In adopting a continent-wide interceptor missile program as part of its new Strategic Concept last November, NATO agreed to subordinate its 26 members and 14 partners (17 if the South Caucasus is included) in Europe to a U.S.-dominated missile system that is not limited to the continent but is an integral part of a global layered and integrated missile shield network.

The Lisbon summit declaration of November 20 affirms that "We have adopted a new Strategic Concept [and] decided to develop a missile defence capability to protect all NATO European populations, territory and forces...."

"Our Strategic Concept underscores our commitment to ensuring that NATO has the full range of capabilities necessary to deter and defend against any threat to the safety of our populations and the security of our territory. To that end, NATO will maintain an appropriate mix of conventional, nuclear, and missile defence forces. Missile defence will become an integral part of our overall defence posture...."

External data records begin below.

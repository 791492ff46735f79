//! API service modules for the broker's read-only data endpoints.
//!
//! Each service provides methods for one subset of the Fyers REST API.

mod market_data;
mod profile;

pub use market_data::MarketDataService;
pub use profile::ProfileService;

"[W]e have decided that the Alliance will develop a missile defence capability to pursue its core task of collective defence. The aim of a NATO missile defence capability is to provide full coverage and protection for all NATO European populations, territory and forces against the increasing threats posed by the proliferation of ballistic missiles, based on the principles of the indivisibility of Allied security and NATO solidarity...."

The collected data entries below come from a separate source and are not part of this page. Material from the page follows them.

//! Primitive types and newtypes for type-safe API interactions.
//!
//! This module provides the broker API generation selector plus small
//! strongly-typed wrappers used throughout the crate.

use chrono::NaiveDate;
use serde::{Deserialize, Serialize};
use std::fmt;
use std::str::FromStr;

use crate::{Error, Result};

/// A trading symbol in the broker's `EXCHANGE:INSTRUMENT[-SUFFIX]`
/// convention (e.g. `"NSE:SBIN-EQ"`, `"NSE:NIFTY50-INDEX"`).
///
/// Only non-emptiness is validated here; malformed symbols are the
/// broker's rejection to report.
///
/// # Example
///
/// ```
/// use fyers_rs::Symbol;
///
/// let symbol = Symbol::new("NSE:SBIN-EQ").unwrap();
/// assert_eq!(symbol.as_str(), "NSE:SBIN-EQ");
/// ```
#[derive(Debug, Clone, PartialEq, Eq, Hash, Serialize, Deserialize)]
#[serde(transparent)]
pub struct Symbol(String);

impl Symbol {
    /// Create a new symbol. Fails with [`Error::Validation`] if blank.
    pub fn new(s: impl Into<String>) -> Result<Self> {
        let s = s.into();
        if s.trim().is_empty() {
            return Err(Error::Validation("symbol must not be empty".to_string()));
        }
        Ok(Self(s))
    }

    /// Get the symbol as a string slice.
    pub fn as_str(&self) -> &str {
        &self.0
    }
}

impl fmt::Display for Symbol {
    fn fmt(&self, f: &mut fmt::Formatter<'_>) -> fmt::Result {
        write!(f, "{}", self.0)
    }
}

impl AsRef<str> for Symbol {
    fn as_ref(&self) -> &str {
        &self.0
    }
}

impl FromStr for Symbol {
    type Err = Error;

    fn from_str(s: &str) -> Result<Self> {
        Self::new(s)
    }
}

/// Candle interval for historical data requests.
///
/// The broker accepts a fixed set of interval tokens: minute counts
/// (`"1"`, `"5"`, `"15"`, `"60"`) or the daily marker (`"D"`).
#[derive(Debug, Clone, Copy, PartialEq, Eq, Hash, Default)]
pub enum Resolution {
    /// One-minute candles.
    Min1,
    /// Five-minute candles.
    Min5,
    /// Fifteen-minute candles.
    #[default]
    Min15,
    /// Sixty-minute candles.
    Min60,
    /// Daily candles.
    Day,
}

impl Resolution {
    /// The token the broker expects in the `resolution` query parameter.
    pub fn as_str(&self) -> &'static str {
        match self {
            Resolution::Min1 => "1",
            Resolution::Min5 => "5",
            Resolution::Min15 => "15",
            Resolution::Min60 => "60",
            Resolution::Day => "D",
        }
    }
}

impl fmt::Display for Resolution {
    fn fmt(&self, f: &mut fmt::Formatter<'_>) -> fmt::Result {
        f.write_str(self.as_str())
    }
}

impl FromStr for Resolution {
    type Err = Error;

    fn from_str(s: &str) -> Result<Self> {
        match s {
            "1" => Ok(Resolution::Min1),
            "5" => Ok(Resolution::Min5),
            "15" => Ok(Resolution::Min15),
            "60" => Ok(Resolution::Min60),
            "D" | "d" => Ok(Resolution::Day),
            other => Err(Error::Validation(format!(
                "unknown resolution {other:?}; expected one of 1, 5, 15, 60, D"
            ))),
        }
    }
}

/// Broker API generation selector.
///
/// Two incompatible generations of the Fyers REST API exist in the wild.
/// The generation is chosen once at configuration time and then supplies
/// every generation-dependent detail (paths, token-exchange payload shape,
/// success markers, date formats) uniformly to the authenticator and the
/// session client, so no call site branches on it ad hoc.
///
/// # Example
///
/// ```
/// use fyers_rs::ApiGeneration;
///
/// let generation = ApiGeneration::V3;
/// assert_eq!(generation.token_exchange_path(), "/api/v3/validate-authcode");
/// ```
#[derive(Debug, Clone, Copy, PartialEq, Eq, Default)]
pub enum ApiGeneration {
    /// The older v2 API. Sends app id and secret in the clear when
    /// exchanging an auth code.
    V2,
    /// The current v3 API. Requires a SHA-256 credential hash in the
    /// token exchange and flags continuous futures data on history calls.
    #[default]
    V3,
}

impl ApiGeneration {
    /// Default production base URL for REST requests.
    pub fn default_base_url(&self) -> &'static str {
        "https://api.fyers.in"
    }

    /// Path of the authorization-code generation page the user must visit.
    pub fn authcode_path(&self) -> &'static str {
        match self {
            ApiGeneration::V2 => "/api/v2/generate-authcode",
            ApiGeneration::V3 => "/api/v3/generate-authcode",
        }
    }

    /// Path of the code-for-token exchange endpoint.
    pub fn token_exchange_path(&self) -> &'static str {
        match self {
            ApiGeneration::V2 => "/api/v2/token",
            ApiGeneration::V3 => "/api/v3/validate-authcode",
        }
    }

    /// Path of the account profile endpoint.
    pub fn profile_path(&self) -> &'static str {
        match self {
            ApiGeneration::V2 => "/api/v2/profile",
            ApiGeneration::V3 => "/api/v3/profile",
        }
    }

    /// Path of the snapshot quotes endpoint.
    pub fn quotes_path(&self) -> &'static str {
        match self {
            ApiGeneration::V2 => "/data-rest/v2/quotes/",
            ApiGeneration::V3 => "/data-rest/v3/quotes/",
        }
    }

    /// Path of the historical candles endpoint.
    pub fn history_path(&self) -> &'static str {
        match self {
            ApiGeneration::V2 => "/data-rest/v2/history/",
            ApiGeneration::V3 => "/data-rest/v3/history/",
        }
    }

    /// Whether the token exchange wants a credential hash instead of the
    /// raw app id and secret.
    pub fn uses_credential_hash(&self) -> bool {
        matches!(self, ApiGeneration::V3)
    }

    /// Whether history queries carry the `cont_flag=1` parameter.
    pub fn requires_cont_flag(&self) -> bool {
        matches!(self, ApiGeneration::V3)
    }

    /// Format a history range date the way this generation expects it.
    ///
    /// V2 passes the calendar date through as given; V3 strftime-formats
    /// it as `YYYY-MM-DD`. The textual output currently coincides, but the
    /// rule lives here so a format drift in either generation stays local.
    pub fn format_range_date(&self, date: NaiveDate) -> String {
        match self {
            ApiGeneration::V2 => date.to_string(),
            ApiGeneration::V3 => date.format("%Y-%m-%d").to_string(),
        }
    }

    /// Check the token-exchange success marker for this generation.
    ///
    /// V2 treats the presence of an `access_token` key as success; V3
    /// additionally requires `s == "ok"`.
    pub fn exchange_succeeded(&self, body: &serde_json::Value) -> bool {
        let has_token = body
            .get("access_token")
            .and_then(|t| t.as_str())
            .is_some_and(|t| !t.is_empty());
        match self {
            ApiGeneration::V2 => has_token,
            ApiGeneration::V3 => {
                has_token && body.get("s").and_then(|s| s.as_str()) == Some("ok")
            }
        }
    }
}

impl fmt::Display for ApiGeneration {
    fn fmt(&self, f: &mut fmt::Formatter<'_>) -> fmt::Result {
        match self {
            ApiGeneration::V2 => write!(f, "v2"),
            ApiGeneration::V3 => write!(f, "v3"),
        }
    }
}

impl FromStr for ApiGeneration {
    type Err = Error;

    fn from_str(s: &str) -> Result<Self> {
        match s.to_ascii_lowercase().as_str() {
            "v2" | "2" => Ok(ApiGeneration::V2),
            "v3" | "3" => Ok(ApiGeneration::V3),
            other => Err(Error::Validation(format!(
                "unknown API generation {other:?}; expected \"v2\" or \"v3\""
            ))),
        }
    }
}

#[cfg(test)]
mod tests {
    use super::*;
    use serde_json::json;

    #[test]
    fn test_symbol_non_empty() {
        let symbol = Symbol::new("NSE:SBIN-EQ").unwrap();
        assert_eq!(symbol.as_str(), "NSE:SBIN-EQ");
        assert!(Symbol::new("").is_err());
        assert!(Symbol::new("   ").is_err());
    }

    #[test]
    fn test_resolution_tokens() {
        assert_eq!(Resolution::Min15.as_str(), "15");
        assert_eq!(Resolution::Day.as_str(), "D");
        assert_eq!("60".parse::<Resolution>().unwrap(), Resolution::Min60);
        assert!("42".parse::<Resolution>().is_err());
    }

    #[test]
    fn test_generation_paths() {
        assert_eq!(ApiGeneration::V2.token_exchange_path(), "/api/v2/token");
        assert_eq!(
            ApiGeneration::V3.token_exchange_path(),
            "/api/v3/validate-authcode"
        );
        assert_eq!(ApiGeneration::V2.quotes_path(), "/data-rest/v2/quotes/");
        assert!(ApiGeneration::V3.requires_cont_flag());
        assert!(!ApiGeneration::V2.requires_cont_flag());
    }

    #[test]
    fn test_exchange_success_markers() {
        let ok = json!({"s": "ok", "access_token": "T"});
        let no_status = json!({"access_token": "T"});
        let rejected = json!({"s": "error", "message": "invalid auth code"});

        assert!(ApiGeneration::V2.exchange_succeeded(&ok));
        assert!(ApiGeneration::V2.exchange_succeeded(&no_status));
        assert!(!ApiGeneration::V2.exchange_succeeded(&rejected));

        assert!(ApiGeneration::V3.exchange_succeeded(&ok));
        assert!(!ApiGeneration::V3.exchange_succeeded(&no_status));
        assert!(!ApiGeneration::V3.exchange_succeeded(&rejected));
    }

    #[test]
    fn test_range_date_formats() {
        let date = NaiveDate::from_ymd_opt(2023, 11, 14).unwrap();
        assert_eq!(ApiGeneration::V2.format_range_date(date), "2023-11-14");
        assert_eq!(ApiGeneration::V3.format_range_date(date), "2023-11-14");
    }
}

"To this end, we have decided that the scope of NATO’s current Active Layered Theatre Ballistic Missile Defence (ALTBMD) programme’s command, control and communications capabilities will be expanded beyond the protection of NATO deployed forces to also protect NATO European populations, territory and forces. In this context, the United States European Phased Adaptive Approach is welcomed as a valuable national contribution to the NATO missile defence architecture, as are other possible voluntary contributions by Allies. We have tasked the Council to develop missile defence consultation, command and control arrangements by the time of the March 2011 meeting of our Defence Ministers. We have also tasked the Council to draft an action plan addressing steps to implement the missile defence capability by the time of the June 2011 Defence Ministers’ meeting." [10]

A sop was thrown to Russia, which with the best of reasons had been suspicious of American and NATO interceptor missile plans since their inception, with the summit statement claiming that NATO had "invited Russia to cooperate with us."